Try it
Reproduce only the top of the records, down to and including the line containing "const HINDCAST_BAND_SPREAD: f64 = 0.05;".
---------- Task data ----------
use chrono::Duration;
use tracing::debug;

use crate::models::{Forecast, ForecastPoint, PricePoint};
use crate::services::market_simulator::PRICE_FLOOR;
use crate::services::seeded_random::{round2, seeded_random, FUTURE_SALT, HINDCAST_SALT};

const HINDCAST_NOISE: f64 = 0.05;
const HINDCAST_BAND_BASE: f64 = 0.03;
const HINDCAST_BAND_SPREAD: f64 = 0.05;

const FUTURE_VOLATILITY: f64 = 0.03;
/// Stronger upward tilt than the history walk; forecasts skew optimistic.
const FUTURE_BIAS: f64 = 0.48;
const FUTURE_BAND_BASE: f64 = 0.05;
const FUTURE_BAND_SPREAD: f64 = 0.10;

/// Generate both the hindcast and the future forecast for `ticker`
pub fn generate_forecast(ticker: &str, history: &[PricePoint], horizon_days: u32) -> Forecast {
    let forecast = Forecast {
        hindcast: generate_hindcast(ticker, history),
        future: generate_future(ticker, history, horizon_days),
    };

    debug!(
        "Generated forecast for {}: {} hindcast points, {} future points",
        ticker,
        forecast.hindcast.len(),
        forecast.future.len()
    );

    forecast
}

/// Simulated model fit over the historical window, one point per history day.
///
/// Each point perturbs the actual close by up to ±2.5% and gets an
/// asymmetric 3-8% band on either side.
pub fn generate_hindcast(ticker: &str, history: &[PricePoint]) -> Vec<ForecastPoint> {
    history
        .iter()
        .enumerate()
        .map(|(i, point)| {
            let i = i as u32;
            let noise = (seeded_random(ticker, i + HINDCAST_SALT) - 0.5)
                * (point.price * HINDCAST_NOISE);
            let yhat = round2(point.price + noise);
            let lower_pct =
                HINDCAST_BAND_BASE + seeded_random(ticker, i + HINDCAST_SALT + 1) * HINDCAST_BAND_SPREAD;
            let upper_pct =
                HINDCAST_BAND_BASE + seeded_random(ticker, i + HINDCAST_SALT + 2) * HINDCAST_BAND_SPREAD;

            ForecastPoint {
                date: point.date,
                yhat,
                yhat_lower: round2(yhat * (1.0 - lower_pct)),
                yhat_upper: round2(yhat * (1.0 + upper_pct)),
            }
        })
        .collect()
}

/// Forward walk of `horizon_days` daily forecasts starting the day after the
/// last historical close. Bands are symmetric, 5-15% wide.
pub fn generate_future(ticker: &str, history: &[PricePoint], horizon_days: u32) -> Vec<ForecastPoint> {
    let Some(last) = history.last() else {
        return Vec::new();
    };

    let mut price = last.price;
    (0..horizon_days)
        .map(|i| {
            let trend = (seeded_random(ticker, i + FUTURE_SALT) - FUTURE_BIAS)
                * (price * FUTURE_VOLATILITY);
            price = (price + trend).max(PRICE_FLOOR);

            let yhat = round2(price);
            let band = FUTURE_BAND_BASE + seeded_random(ticker, i + FUTURE_SALT + 1) * FUTURE_BAND_SPREAD;

            ForecastPoint {
                date: last.date + Duration::days(i64::from(i) + 1),
                yhat,
                yhat_lower: round2(yhat * (1.0 - band)),
                yhat_upper: round2(yhat * (1.0 + band)),
            }
        })
        .collect()
}
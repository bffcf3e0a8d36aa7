use async_trait::async_trait;
use thiserror::Error;

use crate::models::{Forecast, PricePoint};

#[derive(Debug, Error)]
pub enum ForecastProviderError {
    #[error("insufficient history: need at least {required} points, got {actual}")]
    InsufficientHistory { required: usize, actual: usize },

    #[error("forecast failed: {0}")]
    Failed(String),
}

/// Anything that turns a price history and a horizon into a forecast with
/// confidence bounds: a statistical model, a remote service, or the seeded
/// simulator.
#[async_trait]
pub trait ForecastProvider: Send + Sync {
    async fn forecast(
        &self,
        ticker: &str,
        history: &[PricePoint],
        horizon_days: u32,
    ) -> Result<Forecast, ForecastProviderError>;

    fn name(&self) -> &'static str;
}
use chrono::{NaiveDate, Utc};

/// Source of "today" for a request. Read once per request.
pub trait Clock: Send + Sync {
    fn today(&self) -> NaiveDate;
}

/// Current UTC date
#[derive(Debug, Default, Clone)]
pub struct SystemClock;

impl Clock for SystemClock {
    fn today(&self) -> NaiveDate {
        Utc::now().date_naive()
    }
}

/// Always returns the same date; used for reproducible runs and tests
#[derive(Debug, Clone)]
pub struct FixedClock {
    date: NaiveDate,
}

impl FixedClock {
    pub fn new(date: NaiveDate) -> Self {
        Self { date }
    }
}

impl Clock for FixedClock {
    fn today(&self) -> NaiveDate {
        self.date
    }
}
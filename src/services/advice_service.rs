use crate::models::{Advice, ForecastPoint, PricePoint};

/// Number of leading future points averaged for the near-term outlook.
pub const NEAR_TERM_DAYS: usize = 7;
/// Relative move required before leaving HOLD, in either direction.
pub const TREND_THRESHOLD: f64 = 0.03;

/// Relative change between the near-term average forecast and the last
/// actual close. Degenerate inputs (no history, no forecast, zero close)
/// count as no change.
pub fn near_term_change(history: &[PricePoint], future: &[ForecastPoint]) -> f64 {
    let Some(last) = history.last() else {
        return 0.0;
    };
    if last.price == 0.0 || future.is_empty() {
        return 0.0;
    }

    let window = &future[..future.len().min(NEAR_TERM_DAYS)];
    let average = window.iter().map(|p| p.yhat).sum::<f64>() / window.len() as f64;

    (average - last.price) / last.price
}

/// Three-way trend signal; exactly ±3% is still HOLD.
pub fn classify(history: &[PricePoint], future: &[ForecastPoint]) -> Advice {
    let change = near_term_change(history, future);

    if change > TREND_THRESHOLD {
        Advice::Buy
    } else if change < -TREND_THRESHOLD {
        Advice::Sell
    } else {
        Advice::Hold
    }
}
----------
Expected output
use chrono::Duration;
use tracing::debug;

use crate::models::{Forecast, ForecastPoint, PricePoint};
use crate::services::market_simulator::PRICE_FLOOR;
use crate::services::seeded_random::{round2, seeded_random, FUTURE_SALT, HINDCAST_SALT};

const HINDCAST_NOISE: f64 = 0.05;
const HINDCAST_BAND_BASE: f64 = 0.03;
const HINDCAST_BAND_SPREAD: f64 = 0.05;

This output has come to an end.